For a founder, these principles demand:

  • Clear Intent and Scope: Be crystal clear about the intended outcome of any initiative. If your intent is to disrupt a market, but you foreseeably destroy livelihoods without a plan, your moral liability is high. If your intent is to create a new AI tool, but you don't account for its misuse or potential for harm, your due diligence is lacking.
  • Rigorous Impact Assessment: Just as the court assesses the weapon, the force, the victim's strength, you must assess the impact of your product, service, or policy. What are its potential "blows"? Who are the "victims" (users, employees, society)? What are their "strengths" and "weaknesses" (vulnerabilities)? What are the "pre-existing conditions" (market dynamics, societal biases) that could amplify harm?
  • Knowledge and Certainty: The trefah rule emphasizes the need for certain knowledge. Ignorance is not bliss; it's negligence. If you should have known the risks, or if you failed to seek out the knowledge (e.g., ignored expert warnings, failed to conduct user testing for edge cases), your culpability increases. Conversely, if harm occurs from an unforeseeable interaction, the moral calculus changes.
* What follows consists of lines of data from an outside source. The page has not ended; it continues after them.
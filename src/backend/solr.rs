// Copyright (c) 2025-2026 Adrian Robinson. Licensed under the AGPL-3.0.
// See LICENSE file in the project root for full license text.

//! Inverted-index backend: criteria to Solr parameters and back.
//!
//! Compilation produces a [`SolrParams`] map (`q`, `fq[]`, `sort`, `fl`,
//! facet and geo parameters, `rows`/`start`); execution posts it to the
//! select handler of an injected [`SolrApi`] and materializes the raw
//! response into a [`Collection`].
//!
//! # Example
//!
//! ```
//! use search_criteria::{Criteria, SolrBackend, field};
//!
//! let criteria = Criteria::new()
//!     .search("pizza")
//!     .with(field("user_id").gte(), 10)
//!     .paginate(2, 10);
//!
//! let params = SolrBackend::to_params(&criteria);
//! assert_eq!(params.q, "(pizza)");
//! assert_eq!(params.fq, vec!["user_id:[10 TO *]"]);
//! assert_eq!(params.rows, Some(10));
//! assert_eq!(params.start, Some(10));
//! ```

use std::collections::HashMap;
use std::sync::Arc;
use std::time::Instant;

use async_trait::async_trait;
use serde_json::Value;
use tracing::{debug, warn};

use super::SearchBackend;
use crate::client::SolrApi;
use crate::collection::{Collection, Document, Facets, Record};
use crate::config::SearchConfig;
use crate::criteria::condition::{render_scalar, render_value_flat};
use crate::criteria::{Criteria, FilterKey, FilterValue, Operator};
use crate::error::Result;
use crate::metrics;
use crate::schema::TypeRegistry;

/// The compiled wire parameters of one query.
#[derive(Debug, Clone, Default, PartialEq)]
pub struct SolrParams {
    pub q: String,
    pub fq: Vec<String>,
    pub sort: Option<String>,
    pub fl: Option<String>,
    pub facet: bool,
    pub facet_fields: Vec<String>,
    pub pt: Option<String>,
    pub d: Option<f64>,
    pub sfield: Option<String>,
    pub rows: Option<u64>,
    pub start: Option<u64>,
}

impl SolrParams {
    /// Flatten into repeated form-encoded pairs for the HTTP client.
    pub fn to_query_pairs(&self) -> Vec<(String, String)> {
        let mut pairs = vec![("q".to_string(), self.q.clone())];
        for fq in &self.fq {
            pairs.push(("fq".to_string(), fq.clone()));
        }
        if let Some(sort) = &self.sort {
            pairs.push(("sort".to_string(), sort.clone()));
        }
        if let Some(fl) = &self.fl {
            pairs.push(("fl".to_string(), fl.clone()));
        }
        if self.facet {
            pairs.push(("facet".to_string(), "true".to_string()));
            for field in &self.facet_fields {
                pairs.push(("facet.field".to_string(), field.clone()));
            }
        }
        if let Some(pt) = &self.pt {
            pairs.push(("pt".to_string(), pt.clone()));
        }
        if let Some(d) = self.d {
            pairs.push(("d".to_string(), fmt_f64(d)));
        }
        if let Some(sfield) = &self.sfield {
            pairs.push(("sfield".to_string(), sfield.clone()));
        }
        if let Some(rows) = self.rows {
            pairs.push(("rows".to_string(), rows.to_string()));
        }
        if let Some(start) = self.start {
            pairs.push(("start".to_string(), start.to_string()));
        }
        pairs
    }
}

/// The inverted-index compiler and executor.
pub struct SolrBackend {
    api: Arc<dyn SolrApi>,
    config: SearchConfig,
    registry: TypeRegistry,
}

impl SolrBackend {
    pub fn new(api: Arc<dyn SolrApi>, config: SearchConfig, registry: TypeRegistry) -> Self {
        Self {
            api,
            config,
            registry,
        }
    }

    /// Compile accumulated criteria state into wire parameters.
    pub fn to_params(criteria: &Criteria) -> SolrParams {
        let mut params = SolrParams {
            q: "*:*".to_string(),
            ..SolrParams::default()
        };

        params.fq.extend(fq_from_with(criteria));
        for (field, values) in &criteria.filters().without {
            let key = mapped_field(criteria, field);
            params
                .fq
                .extend(values.iter().map(|v| format!("!{key}:{}", render_value_flat(v))));
        }

        if let Some(order) = &criteria.search_options().order {
            params.sort = Some(convert_search_order(criteria, order));
        }

        let search = &criteria.filters().search;
        if !search.is_empty() {
            params.q = search
                .iter()
                .map(|term| format!("({term})"))
                .collect::<Vec<_>>()
                .join(" AND ");
        }

        let options = criteria.search_options();
        if let (Some(center), Some(distance)) = (options.geo_center, options.geo_distance) {
            params.pt = Some(format!("{},{}", fmt_f64(center.lat), fmt_f64(center.lng)));
            params.d = Some(distance.outer_meters() / crate::geo::KM_TO_METER);
            params.sfield = Some(mapped_field(criteria, "location"));
            params.fq.push("{!geofilt}".to_string());
        }

        if !options.select.is_empty() {
            let mut fields = options.select.clone();
            fields.push("id".to_string());
            params.fl = Some(
                fields
                    .iter()
                    .map(|f| mapped_field(criteria, f))
                    .collect::<Vec<_>>()
                    .join(","),
            );
        }

        for class in type_constraints(criteria) {
            params.fq.push(format!("type:{class}"));
        }

        if !options.facets.is_empty() {
            params.facet = true;
            params.facet_fields = options
                .facets
                .iter()
                .map(|f| mapped_field(criteria, f))
                .collect();
        }

        if options.pagination.is_some() {
            let rows = criteria.per_page();
            params.rows = Some(rows);
            params.start = Some((criteria.current_page() - 1) * rows);
        }

        params
    }

    /// Materialize a raw select response into a collection.
    pub fn materialize(&self, criteria: &Criteria, response: Value) -> Collection {
        let total = response["response"]["numFound"].as_u64().unwrap_or(0);
        let mut collection = Collection::new(criteria.current_page(), criteria.per_page(), total);
        collection.set_facets(hashify_facets(criteria, &response));

        let docs = response["response"]["docs"]
            .as_array()
            .map(|docs| {
                docs.iter()
                    .map(|doc| self.build_doc(criteria, doc))
                    .collect()
            })
            .unwrap_or_default();

        collection.set_original_response(response);
        collection.replace(docs);
        collection
    }

    /// Build one result document: the override hook if present, a typed
    /// record when the discriminator resolves, the raw document otherwise.
    fn build_doc(&self, criteria: &Criteria, doc: &Value) -> Document {
        if let Some(builder) = &criteria.search_options().document_builder {
            return builder(doc);
        }
        let resolved = doc
            .get("type")
            .and_then(Value::as_str)
            .and_then(|name| self.registry.resolve(name));
        match (resolved, doc.as_object()) {
            (Some(domain_type), Some(fields)) => {
                let attributes = convert_doc_attributes(criteria, fields);
                Document::Record(Record::new(domain_type, attributes))
            }
            _ => Document::Raw(doc.clone()),
        }
    }

    /// Delete every document in the index and commit.
    pub async fn truncate(&self) -> Result<Value> {
        self.api
            .post_json(
                &self.config.update_path,
                r#"{"delete":{"query":"*:*"},"commit":{}}"#,
            )
            .await
    }
}

#[async_trait]
impl SearchBackend for SolrBackend {
    async fn execute(&self, criteria: &Criteria) -> Result<Collection> {
        let params = Self::to_params(criteria);
        debug!(q = %params.q, fq = ?params.fq, "executing solr query");

        let started = Instant::now();
        let response = self
            .api
            .post(&self.config.select_path, &params.to_query_pairs())
            .await;
        metrics::record_query_latency("solr", started.elapsed());

        let response = match response {
            Ok(response) => {
                metrics::record_query("solr", "success");
                response
            }
            Err(err) => {
                metrics::record_query("solr", "error");
                warn!(error = %err, "solr query failed");
                return Err(err);
            }
        };

        let collection = self.materialize(criteria, response);
        metrics::record_result_count(collection.len());
        Ok(collection)
    }
}

/// Map a logical field through the per-query attribute mapping.
fn mapped_field(criteria: &Criteria, field: &str) -> String {
    match &criteria.search_options().attribute_mapping {
        Some(mapping) => mapping.physical_name(field),
        None => field.to_string(),
    }
}

/// Reverse-map a physical field back to its logical name.
fn reverse_field(criteria: &Criteria, physical: &str) -> String {
    match &criteria.search_options().attribute_mapping {
        Some(mapping) => mapping.logical_name(physical),
        None => physical.to_string(),
    }
}

/// Map an order string, preserving a trailing `asc`/`desc` token.
fn convert_search_order(criteria: &Criteria, order: &str) -> String {
    if let Some((field, direction)) = order.rsplit_once(' ') {
        if direction.eq_ignore_ascii_case("asc") || direction.eq_ignore_ascii_case("desc") {
            return format!("{} {direction}", mapped_field(criteria, field));
        }
    }
    mapped_field(criteria, order)
}

fn fq_from_with(criteria: &Criteria) -> Vec<String> {
    let mut fq = Vec::new();
    for (key, value) in &criteria.filters().with {
        for element in filter_elements(key, value) {
            let mapped = mapped_field(criteria, key.field_name());
            let fragment = match key {
                FilterKey::Condition(cond) => cond.solr_filter(&mapped, element),
                FilterKey::Field(_) => plain_filter(&mapped, element),
            };
            fq.push(fragment);
        }
    }
    fq
}

/// List values expand to one fragment per element, except for `in`/`nin`
/// conditions which consume the whole list at once.
fn filter_elements<'a>(key: &FilterKey, value: &'a FilterValue) -> Vec<&'a FilterValue> {
    let whole_list = matches!(
        key,
        FilterKey::Condition(cond) if matches!(cond.operator, Operator::In | Operator::Nin)
    );
    match value {
        FilterValue::List(items) if !whole_list => items.iter().collect(),
        other => vec![other],
    }
}

/// Equality rendering for plain (non-condition) filter keys.
fn plain_filter(key: &str, value: &FilterValue) -> String {
    match value {
        FilterValue::Null => format!("!{key}:[* TO *]"),
        FilterValue::Range { first, last } => {
            format!("{key}:[{} TO {}]", render_scalar(first), render_scalar(last))
        }
        other => format!("{key}:{}", render_value_flat(other)),
    }
}

/// Explicit class constraints plus the bound type, deduplicated.
fn type_constraints(criteria: &Criteria) -> Vec<String> {
    let mut classes = criteria.filters().classes.clone();
    if let Some(bound) = criteria.bound_type() {
        let name = bound.name().to_string();
        if !classes.contains(&name) {
            classes.push(name);
        }
    }
    classes
}

/// Turn facet response arrays (`[value, count, value, count, ...]`) into
/// per-field count maps keyed by logical field names.
fn hashify_facets(criteria: &Criteria, response: &Value) -> Option<Facets> {
    let fields = response.get("facet_counts")?.get("facet_fields")?.as_object()?;
    let mut facets = HashMap::new();
    for (field, values) in fields {
        let mut counts = HashMap::new();
        if let Some(pairs) = values.as_array() {
            for pair in pairs.chunks(2) {
                if let [value, count] = pair {
                    counts.insert(render_scalar(value), count.as_i64().unwrap_or(0));
                }
            }
        }
        facets.insert(reverse_field(criteria, field), counts);
    }
    Some(facets)
}

/// Rewrite a raw document into the stable attribute shape: logical field
/// names, a prefix-stripped id, and explicit nulls for missing selected
/// fields.
fn convert_doc_attributes(
    criteria: &Criteria,
    doc: &serde_json::Map<String, Value>,
) -> serde_json::Map<String, Value> {
    let mut attributes = serde_json::Map::new();
    for (key, value) in doc {
        if key == "id" {
            attributes.insert("id".to_string(), Value::String(strip_table_prefix(value)));
        } else {
            attributes.insert(reverse_field(criteria, key), value.clone());
        }
    }
    for field in select_fields(criteria) {
        attributes.entry(field).or_insert(Value::Null);
    }
    attributes
}

/// Document ids are stored as `"<table>/<id>"`; hand back the bare id.
fn strip_table_prefix(value: &Value) -> String {
    let raw = render_scalar(value);
    raw.rsplit('/').next().unwrap_or(&raw).to_string()
}

/// Fields guaranteed present on every materialized record: the explicit
/// select list, else the declared fields of the attached domain type.
fn select_fields(criteria: &Criteria) -> Vec<String> {
    let options = criteria.search_options();
    if !options.select.is_empty() {
        return options.select.clone();
    }
    options
        .named_scope_class
        .as_ref()
        .or(criteria.bound_type())
        .map(|t| t.select_fields())
        .unwrap_or_default()
}

/// Format floats the way the wire expects: integral values keep a
/// trailing `.0` (`47.0`, not `47`).
fn fmt_f64(value: f64) -> String {
    format!("{value:?}")
}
Decision Rule for Founders: Culpability is profoundly affected by specific intent and the foreseeability of harm. Leaders must exercise rigorous due diligence to anticipate and mitigate potential harms, clearly defining intended outcomes and thoroughly assessing the impact of their actions on all stakeholders, especially vulnerable ones. Lack of knowledge due to insufficient investigation does not absolve responsibility.

KPI Proxy: "Risk Assessment Coverage & Action Rate" - Measure the percentage of new features, product launches, or policy changes that undergo a comprehensive ethical and societal impact assessment before deployment. Complement this with the "Action Rate" - the percentage of identified risks that have concrete mitigation strategies implemented. Aim for 100% for high-impact initiatives.

Insight 3: Competition – Perfecting Society and Deterring Malice

The Mishneh Torah acknowledges that society needs protection beyond individual legal recourse. Sometimes, the threat to the collective good requires proactive, even extra-legal, measures. This insight, while rooted in the extreme context of capital punishment, offers a powerful lens for ethical competition and ecosystem stewardship in business.

The text grants a king or court extraordinary powers "in order to perfect society" (Mishneh Torah, Murderer and the Preservation of Life 2:5). Even for those "not liable for execution by the court" (i.e., those with Heavenly liability), a king "has the license" to execute them. Furthermore, even without execution, severe beatings and imprisonment are mandated "in order to strike fear and awe into the hearts of other wicked men, so that this death should not be a stumbling block and a snag for them, causing them to say: 'Let me arrange to have my enemies killed the way so-and-so did, and I will not suffer the consequences.'" (Mishneh Torah, Murderer and the Preservation of Life 2:7). This isn't just about punishment; it's about deterrence and maintaining societal order and trust.

This principle extends beyond literal murder to any actions that corrupt the marketplace or undermine trust. The text later discusses the mitzvah to kill minim and apikorsim (Jewish idolaters or those who deny Torah/prophecy), and the forbiddance to save the lives of certain gentiles or "shepherds of small livestock" (Jewish habitual robbers who show no consideration for the prohibition against robbery) if their lives are threatened. While these are extreme religious rulings not directly transferable to modern secular business, the underlying principle is profound: actively destructive forces within an ecosystem, those who consistently and intentionally undermine core ethical values or exploit others, must be confronted. Failure to do so allows their "death" (their destructive behavior) to become a "stumbling block and a snag" for others.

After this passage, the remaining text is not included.